The Talos Principle is quite simply one of the story driven puzzle games you can play. It spins a cool yarn in the midst of some of the most challenging puzzles this side of Portal. Yeah, comparing it to Portal is easy enough, given how much of the game isn’t its gameplay, but actually how much of the incredibly well written story you can find on your own.
The main portion of Talos had you figuring out continually harder puzzles in order to get more and more Tetris like pieces — which I’ve come to discover are named Tetriminos — in order to use them to unlock new tools to use later on. But most importantly, they gave you access to a certain section of the game often referred to as forbidden by the booming voice of Elohim, the dude who was apparently behind everything that went on.
Road to Gehenna assumes you’ve been through all of that and have mastered all of the ins and outs of everything The Talos Principle threw at you. It doesn’t pull any punches. From the moment you boot it up, you’ll be dealt with some of the most difficult stages Croteam has managed to come up with and more.

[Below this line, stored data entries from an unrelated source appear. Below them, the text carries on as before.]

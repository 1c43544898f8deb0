// SPDX-FileCopyrightText: 2026 Parley Contributors
// SPDX-License-Identifier: MIT OR Apache-2.0

//! Dialog rows. Turns are stored as a JSON array and replaced wholesale.

use parley_core::ParleyError;
use parley_core::types::{Dialog, DialogId, PersonaId, Turn, UserId};
use rusqlite::{OptionalExtension, params};

use super::conversion_error;
use crate::database::Database;

fn encode_turns(turns: &[Turn]) -> Result<String, ParleyError> {
    serde_json::to_string(turns).map_err(|e| ParleyError::Storage {
        source: Box::new(e),
    })
}

/// Insert a new dialog.
pub async fn insert_dialog(db: &Database, dialog: &Dialog) -> Result<(), ParleyError> {
    let turns = encode_turns(&dialog.turns)?;
    let dialog = dialog.clone();
    db.connection()
        .call(move |conn| {
            conn.execute(
                "INSERT INTO dialogs (id, user_id, persona, created_at, turns)
                 VALUES (?1, ?2, ?3, ?4, ?5)",
                params![
                    dialog.id.0,
                    dialog.user_id.0,
                    dialog.persona.as_ref(),
                    dialog.created_at,
                    turns,
                ],
            )?;
            Ok(())
        })
        .await
        .map_err(crate::database::map_tr_err)
}

/// Load a dialog with its turns.
pub async fn get_dialog(db: &Database, id: &DialogId) -> Result<Option<Dialog>, ParleyError> {
    let id = id.0.clone();
    db.connection()
        .call(move |conn| {
            let dialog = conn
                .query_row(
                    "SELECT id, user_id, persona, created_at, turns FROM dialogs WHERE id = ?1",
                    params![id],
                    |row| {
                        let persona: String = row.get(2)?;
                        let turns: String = row.get(4)?;
                        Ok(Dialog {
                            id: DialogId(row.get(0)?),
                            user_id: UserId(row.get(1)?),
                            persona: persona
                                .parse::<PersonaId>()
                                .map_err(|e| conversion_error(2, e))?,
                            created_at: row.get(3)?,
                            turns: serde_json::from_str(&turns)
                                .map_err(|e| conversion_error(4, e))?,
                        })
                    },
                )
                .optional()?;
            Ok(dialog)
        })
        .await
        .map_err(crate::database::map_tr_err)
}

/// Overwrite the turn list of a dialog. A missing dialog is left missing.
pub async fn replace_turns(db: &Database, id: &DialogId, turns: &[Turn]) -> Result<(), ParleyError> {
    let turns = encode_turns(turns)?;
    let id = id.0.clone();
    db.connection()
        .call(move |conn| {
            conn.execute(
                "UPDATE dialogs SET turns = ?1 WHERE id = ?2",
                params![turns, id],
            )?;
            Ok(())
        })
        .await
        .map_err(crate::database::map_tr_err)
}

#[cfg(test)]
mod tests {
    use super::*;
    use crate::queries::users::{delete_user, insert_user};
    use chrono::Utc;
    use parley_core::types::{FxQuote, UserAccount, UserProfile};
    use tempfile::tempdir;

    async fn setup_db() -> (Database, tempfile::TempDir) {
        let dir = tempdir().unwrap();
        let path = dir.path().join("test.db");
        let db = Database::open(path.to_str().unwrap()).await.unwrap();
        let now = Utc::now();
        let account = UserAccount::register(
            UserId(1),
            UserProfile::default(),
            100,
            PersonaId::Assistant,
            FxQuote { rate: 75.0, as_of: now },
            now,
        );
        insert_user(&db, &account).await.unwrap();
        (db, dir)
    }

    #[tokio::test]
    async fn new_dialog_starts_empty() {
        let (db, _dir) = setup_db().await;
        let dialog = Dialog::start(UserId(1), PersonaId::EnglishTutor);
        insert_dialog(&db, &dialog).await.unwrap();

        let loaded = get_dialog(&db, &dialog.id).await.unwrap().unwrap();
        assert_eq!(loaded, dialog);
        assert!(loaded.turns.is_empty());
    }

    #[tokio::test]
    async fn replace_turns_overwrites_history() {
        let (db, _dir) = setup_db().await;
        let dialog = Dialog::start(UserId(1), PersonaId::Assistant);
        insert_dialog(&db, &dialog).await.unwrap();

        let first = vec![Turn::new("hi", "hello"), Turn::new("how are you", "fine")];
        replace_turns(&db, &dialog.id, &first).await.unwrap();
        let second = vec![Turn::new("how are you", "fine")];
        replace_turns(&db, &dialog.id, &second).await.unwrap();

        let loaded = get_dialog(&db, &dialog.id).await.unwrap().unwrap();
        assert_eq!(loaded.turns, second);
    }

    #[tokio::test]
    async fn missing_dialog_is_none() {
        let (db, _dir) = setup_db().await;
        assert!(get_dialog(&db, &DialogId("nope".into())).await.unwrap().is_none());
    }

    #[tokio::test]
    async fn dialogs_cascade_with_their_user() {
        let (db, _dir) = setup_db().await;
        let dialog = Dialog::start(UserId(1), PersonaId::Assistant);
        insert_dialog(&db, &dialog).await.unwrap();

        delete_user(&db, UserId(1)).await.unwrap();
        assert!(get_dialog(&db, &dialog.id).await.unwrap().is_none());
    }
}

This time, the puzzles help you free prisoners that like you, are trapped within the confines of Gehenna, an apparent haven gone awry for the escapees that were experiment subjects in The Talos Principle. These puzzles make incredible use of all the tools you picked up in the original game, expanding their properties and forcing you to go way out of the box in figuring them out.
Road to Gehenna goes through a much different route than what The Talos Principle did with its story. Practically all of what you’ll squeeze out of the game in terms of a backdrop will come via computer terminals found at the end of each of puzzle that you finish. On paper, this sounds like a cheap way of delivering a satisfying story, but in reality, it’s anything but. It works brilliantly. You’re basically thrust into an early 1990s message board with a continually updating community comprised of other robots that are completely oblivious to what’s really going on in the world of Gehenna, or so it seems at the start.
And while you’ll eventually find out your potential to practically shape and influence the fate of your metallic companions, you’ll also have to put in some work in this faux online scenario within Road to Gehenna. While not particularly complex, your interactions with the other Gehenna inhabitants eventually net you more access to the deeper recesses of their community, which in turn, help flesh out the story of the DLC. It also gives a little more insight in regards to the original’s setup, from which ‘Gehenna starts out from.
What I’m basically skating around and trying my best not to spoil is how much this DLC helps build upon what was already fantastic, the lore of The Talos Principle. While not particularly easy to comprehend from the outset, especially for someone not exactly versed in the many aspects of philosophy and the historical figures it touched upon, the original content sparked my curiosity in expanding those fields of knowledge, which for a game, is ridiculously impressive. Road to Gehenna takes a different approach by emulating and teasing human interactions by having them be completely taken apart and rebuilt by humanity’s own creations in a world that from the outset seems bereft of our presence.
It goes without saying that Road to Gehenna is a must for anyone who’s been through The Talos Principle. It works brilliantly as a sequel, both as a continuation to the original’s story and as a natural expansion to its puzzles. And for as much of a doofus as you’re bound to feel like when you get stuck in one, nothing beats the sense of satisfaction that comes after figuring them all out and reaching the next juicy story tidbit.